=== Section Start ===

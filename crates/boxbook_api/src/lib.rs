//! Outer-surface API for the BoxBook inventory.
//!
//! Wraps `boxbook_core` services with string identifiers, status-coded
//! envelopes and environment configuration.

pub mod api;
pub mod config;

pub use api::{status_for, ApiResponse, InventoryApi};
pub use config::{ApiConfig, DbLocation};
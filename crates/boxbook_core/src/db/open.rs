//! Connection bootstrap utilities for SQLite.
//!
//! # Responsibility
//! - Open file or in-memory SQLite connections.
//! - Configure connection pragmas required by inventory transactions.
//! - Trigger schema migrations before returning a usable connection.
//!
//! # Invariants
//! - Returned connections have `foreign_keys=ON`.
//! - Returned connections wait up to [`BUSY_TIMEOUT`] for a competing writer.
//! - Returned connections have migrations fully applied.

use super::migrations::apply_migrations;
use super::DbResult;
use log::{error, info};
use rusqlite::Connection;
use std::path::Path;
use std::time::{Duration, Instant};

const BUSY_TIMEOUT: Duration = Duration::from_secs(5);

/// Opens a SQLite database file and applies all pending migrations.
///
/// # Side effects
/// - Creates the file when missing.
/// - Emits `db_open` logging events with duration and status.
pub fn open_db(path: impl AsRef<Path>) -> DbResult<Connection> {
    open_with("file", || Connection::open(path))
}

/// Opens an in-memory SQLite database and applies all pending migrations.
///
/// Every call returns an independent, empty database.
pub fn open_db_in_memory() -> DbResult<Connection> {
    open_with("memory", Connection::open_in_memory)
}

fn open_with(
    mode: &str,
    open: impl FnOnce() -> rusqlite::Result<Connection>,
) -> DbResult<Connection> {
    let started_at = Instant::now();
    info!("event=db_open module=db status=start mode={mode}");

    let mut conn = match open() {
        Ok(conn) => conn,
        Err(err) => {
            error!(
                "event=db_open module=db status=error mode={} duration_ms={} error_code=db_open_failed error={}",
                mode,
                started_at.elapsed().as_millis(),
                err
            );
            return Err(err.into());
        }
    };

    match bootstrap_connection(&mut conn) {
        Ok(()) => {
            info!(
                "event=db_open module=db status=ok mode={} duration_ms={}",
                mode,
                started_at.elapsed().as_millis()
            );
            Ok(conn)
        }
        Err(err) => {
            error!(
                "event=db_open module=db status=error mode={} duration_ms={} error_code=db_bootstrap_failed error={}",
                mode,
                started_at.elapsed().as_millis(),
                err
            );
            Err(err)
        }
    }
}

fn bootstrap_connection(conn: &mut Connection) -> DbResult<()> {
    conn.execute_batch("PRAGMA foreign_keys = ON;")?;
    conn.busy_timeout(BUSY_TIMEOUT)?;
    apply_migrations(conn)?;
    Ok(())
}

=== Section End ===

■ **TASK REQUIREMENTS**: Please give, as a bare number, how many lines in the listing above include the word "crates".

■ **TASK OUTPUT**: 2